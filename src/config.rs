//! Application configuration loading and validation.
//!
//! Configuration is loaded from a TOML file. Every section has defaults
//! matching the reference deployment (IR sensor on BCM pin 18, server on
//! 0.0.0.0:8000), so an empty file is a valid configuration.

use serde::Deserialize;
use std::net::SocketAddr;
use std::path::Path;
use tracing_subscriber::{fmt, EnvFilter};

use crate::error::{ConfigError, Result};

#[derive(Debug, Deserialize)]
pub struct Config {
    #[serde(default)]
    pub sensor: SensorConfig,
    #[serde(default)]
    pub server: ServerConfig,
    #[serde(default)]
    pub logging: LoggingConfig,
}

/// Sensor wiring configuration.
#[derive(Debug, Clone, Deserialize)]
pub struct SensorConfig {
    /// BCM pin number the reflective IR sensor is wired to.
    #[serde(default = "default_pin")]
    pub pin: u8,
}

const fn default_pin() -> u8 {
    18
}

#[derive(Debug, Clone, Deserialize)]
pub struct ServerConfig {
    #[serde(default = "default_bind_address")]
    pub bind_address: String,
    #[serde(default = "default_port")]
    pub port: u16,
}

fn default_bind_address() -> String {
    "0.0.0.0".to_string()
}

const fn default_port() -> u16 {
    8000
}

#[derive(Debug, Clone, Deserialize)]
pub struct LoggingConfig {
    #[serde(default = "default_log_level")]
    pub level: String,
    #[serde(default = "default_log_format")]
    pub format: String,
}

fn default_log_level() -> String {
    "info".to_string()
}

fn default_log_format() -> String {
    "pretty".to_string()
}

impl Default for SensorConfig {
    fn default() -> Self {
        Self { pin: default_pin() }
    }
}

impl Default for ServerConfig {
    fn default() -> Self {
        Self {
            bind_address: default_bind_address(),
            port: default_port(),
        }
    }
}

impl Default for LoggingConfig {
    fn default() -> Self {
        Self {
            level: default_log_level(),
            format: default_log_format(),
        }
    }
}

impl Default for Config {
    fn default() -> Self {
        Self {
            sensor: SensorConfig::default(),
            server: ServerConfig::default(),
            logging: LoggingConfig::default(),
        }
    }
}

/// Highest BCM pin number exposed on the 40-pin Raspberry Pi header.
const MAX_BCM_PIN: u8 = 27;

impl Config {
    pub fn load<P: AsRef<Path>>(path: P) -> Result<Self> {
        let content = std::fs::read_to_string(path).map_err(ConfigError::ReadFile)?;

        let config: Self = toml::from_str(&content).map_err(ConfigError::Parse)?;

        config.validate()?;

        Ok(config)
    }

    fn validate(&self) -> Result<()> {
        if self.sensor.pin > MAX_BCM_PIN {
            return Err(ConfigError::InvalidValue {
                field: "sensor.pin",
                reason: format!(
                    "BCM pin {} is outside the header range 0..={MAX_BCM_PIN}",
                    self.sensor.pin
                ),
            }
            .into());
        }
        if self.server.bind_address.is_empty() {
            return Err(ConfigError::MissingField {
                field: "server.bind_address",
            }
            .into());
        }
        self.socket_addr()?;
        Ok(())
    }

    /// The address the status server binds to.
    pub fn socket_addr(&self) -> Result<SocketAddr> {
        format!("{}:{}", self.server.bind_address, self.server.port)
            .parse()
            .map_err(|e: std::net::AddrParseError| {
                ConfigError::InvalidValue {
                    field: "server.bind_address",
                    reason: e.to_string(),
                }
                .into()
            })
    }

    pub fn init_logging(&self) {
        let filter = EnvFilter::try_from_default_env()
            .unwrap_or_else(|_| EnvFilter::new(&self.logging.level));

        match self.logging.format.as_str() {
            "json" => {
                fmt().json().with_env_filter(filter).init();
            }
            _ => {
                fmt().with_env_filter(filter).init();
            }
        }
    }
}

#[cfg(test)]
mod tests {
    use super::*;

    #[test]
    fn default_config_matches_reference_deployment() {
        let config = Config::default();
        assert_eq!(config.sensor.pin, 18);
        assert_eq!(config.server.port, 8000);
        assert_eq!(config.logging.level, "info");
        assert_eq!(
            config.socket_addr().unwrap().to_string(),
            "0.0.0.0:8000"
        );
    }

    #[test]
    fn empty_toml_is_valid() {
        let config: Config = toml::from_str("").unwrap();
        assert_eq!(config.sensor.pin, 18);
        assert_eq!(config.server.bind_address, "0.0.0.0");
    }
}
//! Status line formatting.

use crate::monitor::alert::AlertState;

/// Render the user-facing status line for an alert state and drip rate.
///
/// The displayed rate wraps at 50 drops/min. This reproduces the behavior
/// of the deployed firmware exactly; the wrap applies at render time only
/// and the internal rate stays unbounded.
pub fn format_status(state: AlertState, drip_rate: f64) -> String {
    match state {
        AlertState::Blocked => "ALERT: Drip too fast".to_string(),
        AlertState::Stopped => "ALERT: Drip stopped!".to_string(),
        AlertState::Normal => {
            let displayed = (drip_rate % 50.0).trunc() as u64;
            format!("Drip rate: {displayed} drops/min")
        }
    }
}
//! Broadcast hub for connected observers.
//!
//! The hub is the sole owner of the observer set. Each observer is a
//! bounded channel; the connection task on the other end forwards messages
//! to the client. Delivery is fire-and-forget: a slow observer drops
//! messages without blocking anyone, a disconnected observer is pruned on
//! the first failed delivery.

use dashmap::DashMap;
use tokio::sync::mpsc;
use tracing::debug;
use uuid::Uuid;

/// Per-observer queue depth. A client that falls this far behind starts
/// losing intermediate status lines, which is fine: only the newest state
/// matters.
const OBSERVER_QUEUE_DEPTH: usize = 8;

pub struct BroadcastHub {
    observers: DashMap<Uuid, mpsc::Sender<String>>,
}

impl BroadcastHub {
    pub fn new() -> Self {
        Self {
            observers: DashMap::new(),
        }
    }

    /// Add an observer, returning its id and the receiving end of its queue.
    pub fn register(&self) -> (Uuid, mpsc::Receiver<String>) {
        let id = Uuid::new_v4();
        let (tx, rx) = mpsc::channel(OBSERVER_QUEUE_DEPTH);
        self.observers.insert(id, tx);
        debug!(observer = %id, observers = self.len(), "observer registered");
        (id, rx)
    }

    /// Remove an observer. A no-op if it is already gone.
    pub fn remove(&self, id: Uuid) {
        if self.observers.remove(&id).is_some() {
            debug!(observer = %id, observers = self.len(), "observer removed");
        }
    }

    /// Deliver `text` to every observer.
    ///
    /// Observers whose channel has closed are pruned. Observers whose queue
    /// is full miss this message but stay registered.
    pub fn broadcast(&self, text: &str) {
        let mut stale = Vec::new();

        for entry in self.observers.iter() {
            match entry.value().try_send(text.to_string()) {
                Ok(()) => {}
                Err(mpsc::error::TrySendError::Full(_)) => {
                    debug!(observer = %entry.key(), "observer lagging, message dropped");
                }
                Err(mpsc::error::TrySendError::Closed(_)) => {
                    stale.push(*entry.key());
                }
            }
        }

        for id in stale {
            self.remove(id);
        }
    }

    pub fn len(&self) -> usize {
        self.observers.len()
    }

    pub fn is_empty(&self) -> bool {
        self.observers.is_empty()
    }
}

impl Default for BroadcastHub {
    fn default() -> Self {
        Self::new()
    }
}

## EXERCISE GOAL
Each line of the data must be returned exactly.

## ANSWER FOR THIS EXERCISE
filename src/config.rs
//! Application configuration loading and validation.
//!
//! Configuration is loaded from a TOML file. Every section has defaults
//! matching the reference deployment (IR sensor on BCM pin 18, server on
//! 0.0.0.0:8000), so an empty file is a valid configuration.

use serde::Deserialize;
use std::net::SocketAddr;
use std::path::Path;
use tracing_subscriber::{fmt, EnvFilter};

use crate::error::{ConfigError, Result};

#[derive(Debug, Deserialize)]
pub struct Config {
    #[serde(default)]
    pub sensor: SensorConfig,
    #[serde(default)]
    pub server: ServerConfig,
    #[serde(default)]
    pub logging: LoggingConfig,
}

/// Sensor wiring configuration.
#[derive(Debug, Clone, Deserialize)]
pub struct SensorConfig {
    /// BCM pin number the reflective IR sensor is wired to.
    #[serde(default = "default_pin")]
    pub pin: u8,
}

const fn default_pin() -> u8 {
    18
}

#[derive(Debug, Clone, Deserialize)]
pub struct ServerConfig {
    #[serde(default = "default_bind_address")]
    pub bind_address: String,
    #[serde(default = "default_port")]
    pub port: u16,
}

fn default_bind_address() -> String {
    "0.0.0.0".to_string()
}

const fn default_port() -> u16 {
    8000
}

#[derive(Debug, Clone, Deserialize)]
pub struct LoggingConfig {
    #[serde(default = "default_log_level")]
    pub level: String,
    #[serde(default = "default_log_format")]
    pub format: String,
}

fn default_log_level() -> String {
    "info".to_string()
}

fn default_log_format() -> String {
    "pretty".to_string()
}

impl Default for SensorConfig {
    fn default() -> Self {
        Self { pin: default_pin() }
    }
}

impl Default for ServerConfig {
    fn default() -> Self {
        Self {
            bind_address: default_bind_address(),
            port: default_port(),
        }
    }
}

impl Default for LoggingConfig {
    fn default() -> Self {
        Self {
            level: default_log_level(),
            format: default_log_format(),
        }
    }
}

impl Default for Config {
    fn default() -> Self {
        Self {
            sensor: SensorConfig::default(),
            server: ServerConfig::default(),
            logging: LoggingConfig::default(),
        }
    }
}

/// Highest BCM pin number exposed on the 40-pin Raspberry Pi header.
const MAX_BCM_PIN: u8 = 27;

impl Config {
    pub fn load<P: AsRef<Path>>(path: P) -> Result<Self> {
        let content = std::fs::read_to_string(path).map_err(ConfigError::ReadFile)?;

        let config: Self = toml::from_str(&content).map_err(ConfigError::Parse)?;

        config.validate()?;

        Ok(config)
    }

    fn validate(&self) -> Result<()> {
        if self.sensor.pin > MAX_BCM_PIN {
            return Err(ConfigError::InvalidValue {
                field: "sensor.pin",
                reason: format!(
                    "BCM pin {} is outside the header range 0..={MAX_BCM_PIN}",
                    self.sensor.pin
                ),
            }
            .into());
        }
        if self.server.bind_address.is_empty() {
            return Err(ConfigError::MissingField {
                field: "server.bind_address",
            }
            .into());
        }
        self.socket_addr()?;
        Ok(())
    }

    /// The address the status server binds to.
    pub fn socket_addr(&self) -> Result<SocketAddr> {
        format!("{}:{}", self.server.bind_address, self.server.port)
            .parse()
            .map_err(|e: std::net::AddrParseError| {
                ConfigError::InvalidValue {
                    field: "server.bind_address",
                    reason: e.to_string(),
                }
                .into()
            })
    }

    pub fn init_logging(&self) {
        let filter = EnvFilter::try_from_default_env()
            .unwrap_or_else(|_| EnvFilter::new(&self.logging.level));

        match self.logging.format.as_str() {
            "json" => {
                fmt().json().with_env_filter(filter).init();
            }
            _ => {
                fmt().with_env_filter(filter).init();
            }
        }
    }
}

#[cfg(test)]
mod tests {
    use super::*;

    #[test]
    fn default_config_matches_reference_deployment() {
        let config = Config::default();
        assert_eq!(config.sensor.pin, 18);
        assert_eq!(config.server.port, 8000);
        assert_eq!(config.logging.level, "info");
        assert_eq!(
            config.socket_addr().unwrap().to_string(),
            "0.0.0.0:8000"
        );
    }

    #[test]
    fn empty_toml_is_valid() {
        let config: Config = toml::from_str("").unwrap();
        assert_eq!(config.sensor.pin, 18);
        assert_eq!(config.server.bind_address, "0.0.0.0");
    }
}
//! Status line formatting.

use crate::monitor::alert::AlertState;

/// Render the user-facing status line for an alert state and drip rate.
///
/// The displayed rate wraps at 50 drops/min. This reproduces the behavior
/// of the deployed firmware exactly; the wrap applies at render time only
/// and the internal rate stays unbounded.
pub fn format_status(state: AlertState, drip_rate: f64) -> String {
    match state {
        AlertState::Blocked => "ALERT: Drip too fast".to_string(),
        AlertState::Stopped => "ALERT: Drip stopped!".to_string(),
        AlertState::Normal => {
            let displayed = (drip_rate % 50.0).trunc() as u64;
            format!("Drip rate: {displayed} drops/min")
        }
    }
}
//! Broadcast hub for connected observers.
//!
//! The hub is the sole owner of the observer set. Each observer is a
//! bounded channel; the connection task on the other end forwards messages
//! to the client. Delivery is fire-and-forget: a slow observer drops
//! messages without blocking anyone, a disconnected observer is pruned on
//! the first failed delivery.

use dashmap::DashMap;
use tokio::sync::mpsc;
use tracing::debug;
use uuid::Uuid;

/// Per-observer queue depth. A client that falls this far behind starts
/// losing intermediate status lines, which is fine: only the newest state
/// matters.
const OBSERVER_QUEUE_DEPTH: usize = 8;

pub struct BroadcastHub {
    observers: DashMap<Uuid, mpsc::Sender<String>>,
}

impl BroadcastHub {
    pub fn new() -> Self {
        Self {
            observers: DashMap::new(),
        }
    }

    /// Add an observer, returning its id and the receiving end of its queue.
    pub fn register(&self) -> (Uuid, mpsc::Receiver<String>) {
        let id = Uuid::new_v4();
        let (tx, rx) = mpsc::channel(OBSERVER_QUEUE_DEPTH);
        self.observers.insert(id, tx);
        debug!(observer = %id, observers = self.len(), "observer registered");
        (id, rx)
    }

    /// Remove an observer. A no-op if it is already gone.
    pub fn remove(&self, id: Uuid) {
        if self.observers.remove(&id).is_some() {
            debug!(observer = %id, observers = self.len(), "observer removed");
        }
    }

    /// Deliver `text` to every observer.
    ///
    /// Observers whose channel has closed are pruned. Observers whose queue
    /// is full miss this message but stay registered.
    pub fn broadcast(&self, text: &str) {
        let mut stale = Vec::new();

        for entry in self.observers.iter() {
            match entry.value().try_send(text.to_string()) {
                Ok(()) => {}
                Err(mpsc::error::TrySendError::Full(_)) => {
                    debug!(observer = %entry.key(), "observer lagging, message dropped");
                }
                Err(mpsc::error::TrySendError::Closed(_)) => {
                    stale.push(*entry.key());
                }
            }
        }

        for id in stale {
            self.remove(id);
        }
    }

    pub fn len(&self) -> usize {
        self.observers.len()
    }

    pub fn is_empty(&self) -> bool {
        self.observers.is_empty()
    }
}

impl Default for BroadcastHub {
    fn default() -> Self {
        Self::new()
    }
}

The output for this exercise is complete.